#### Problem:
The whole listing must be printed again without any alteration.

#### Exercise materials:
//! Guest-physical-memory manager for a type-1 hypervisor: PPN->MPN
//! resolution, copy-on-write page sharing, swap, remap, and checkpoint
//! support for a cartel of VMs sharing one host's machine memory.
//!
//! `manager::Gpmm` is the entry point; everything else is the machinery
//! it wires together. See the module docs on each for the corresponding
//! design-doc section.

pub mod alloc;
pub mod anon;
pub mod cache;
pub mod config;
pub mod cow;
pub mod directory;
pub mod error;
pub mod fingerprint;
pub mod hooks;
pub mod ids;
pub mod manager;
pub mod pframe;
pub mod pshare;
pub mod remap;
pub mod resolver;
pub mod ring;
pub mod swap;
pub mod vm;

pub use config::Config;
pub use error::{Error, Result};
pub use ids::{Bpn, Mpn, Ppn, SlotRef, VmId, PAGE_SIZE, SWAP_FILE_CHECKPOINT, SWAP_FILE_REMOTE_MIGRATION};
pub use manager::Gpmm;
pub use resolver::Source;
//! Error kinds (§7). Kept as a single flat, matchable enum the way the
//! teacher kernel's `xous_kernel::Error` is: callers `match` on variants
//! rather than inspecting chained causes. `thiserror` only saves us the
//! boilerplate `Display`/`std::error::Error` impls.

use crate::ids::VmId;

pub type Result<T> = std::result::Result<T, Error>;

#[derive(Debug, thiserror::Error, Clone, PartialEq, Eq)]
pub enum Error {
    /// Page allocation failed: no free MPNs and the memory-low signal did
    /// not free any up within policy.
    #[error("no memory available")]
    NoMem,

    /// Swap is full: no file had a free slot of any size.
    #[error("swap is full")]
    NotEnoughSlots,

    /// A non-blocking caller hit a condition that would have required
    /// sleeping.
    #[error("operation would block")]
    WouldBlock,

    /// Transient state denies the operation (checkpoint window, pinned
    /// page, in-flight swap I/O, page present in the fast-path cache).
    #[error("resource busy")]
    Busy,

    /// `remap` refused because the page is COW; caller may retry via the
    /// re-share path instead.
    #[error("page is shared")]
    Shared,

    /// `unshare` was called on a page that is not (or no longer) COW; this
    /// is an expected race and the caller should re-read PFrame state and
    /// retry.
    #[error("page is not shared")]
    NotShared,

    /// Invalid PPN/BPN/VM id.
    #[error("invalid parameter")]
    BadParam,

    /// An on-disk slot or file index was referenced but does not exist.
    #[error("invalid slot reference")]
    BadSlot,

    /// A state-machine invariant was violated. The owning VM is beyond
    /// recovery and must be torn down; the host continues.
    #[error("fatal invariant violation in {vm}: {reason}")]
    Fatal { vm: VmId, reason: String },
}

impl Error {
    pub fn fatal(vm: VmId, reason: impl Into<String>) -> Error { Error::Fatal { vm, reason: reason.into() } }
}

#### Solution to the problem:
//! Guest-physical-memory manager for a type-1 hypervisor: PPN->MPN
//! resolution, copy-on-write page sharing, swap, remap, and checkpoint
//! support for a cartel of VMs sharing one host's machine memory.
//!
//! `manager::Gpmm` is the entry point; everything else is the machinery
//! it wires together. See the module docs on each for the corresponding
//! design-doc section.

pub mod alloc;
pub mod anon;
pub mod cache;
pub mod config;
pub mod cow;
pub mod directory;
pub mod error;
pub mod fingerprint;
pub mod hooks;
pub mod ids;
pub mod manager;
pub mod pframe;
pub mod pshare;
pub mod remap;
pub mod resolver;
pub mod ring;
pub mod swap;
pub mod vm;

pub use config::Config;
pub use error::{Error, Result};
pub use ids::{Bpn, Mpn, Ppn, SlotRef, VmId, PAGE_SIZE, SWAP_FILE_CHECKPOINT, SWAP_FILE_REMOTE_MIGRATION};
pub use manager::Gpmm;
pub use resolver::Source;
//! Error kinds (§7). Kept as a single flat, matchable enum the way the
//! teacher kernel's `xous_kernel::Error` is: callers `match` on variants
//! rather than inspecting chained causes. `thiserror` only saves us the
//! boilerplate `Display`/`std::error::Error` impls.

use crate::ids::VmId;

pub type Result<T> = std::result::Result<T, Error>;

#[derive(Debug, thiserror::Error, Clone, PartialEq, Eq)]
pub enum Error {
    /// Page allocation failed: no free MPNs and the memory-low signal did
    /// not free any up within policy.
    #[error("no memory available")]
    NoMem,

    /// Swap is full: no file had a free slot of any size.
    #[error("swap is full")]
    NotEnoughSlots,

    /// A non-blocking caller hit a condition that would have required
    /// sleeping.
    #[error("operation would block")]
    WouldBlock,

    /// Transient state denies the operation (checkpoint window, pinned
    /// page, in-flight swap I/O, page present in the fast-path cache).
    #[error("resource busy")]
    Busy,

    /// `remap` refused because the page is COW; caller may retry via the
    /// re-share path instead.
    #[error("page is shared")]
    Shared,

    /// `unshare` was called on a page that is not (or no longer) COW; this
    /// is an expected race and the caller should re-read PFrame state and
    /// retry.
    #[error("page is not shared")]
    NotShared,

    /// Invalid PPN/BPN/VM id.
    #[error("invalid parameter")]
    BadParam,

    /// An on-disk slot or file index was referenced but does not exist.
    #[error("invalid slot reference")]
    BadSlot,

    /// A state-machine invariant was violated. The owning VM is beyond
    /// recovery and must be torn down; the host continues.
    #[error("fatal invariant violation in {vm}: {reason}")]
    Fatal { vm: VmId, reason: String },
}

impl Error {
    pub fn fatal(vm: VmId, reason: impl Into<String>) -> Error { Error::Fatal { vm, reason: reason.into() } }
}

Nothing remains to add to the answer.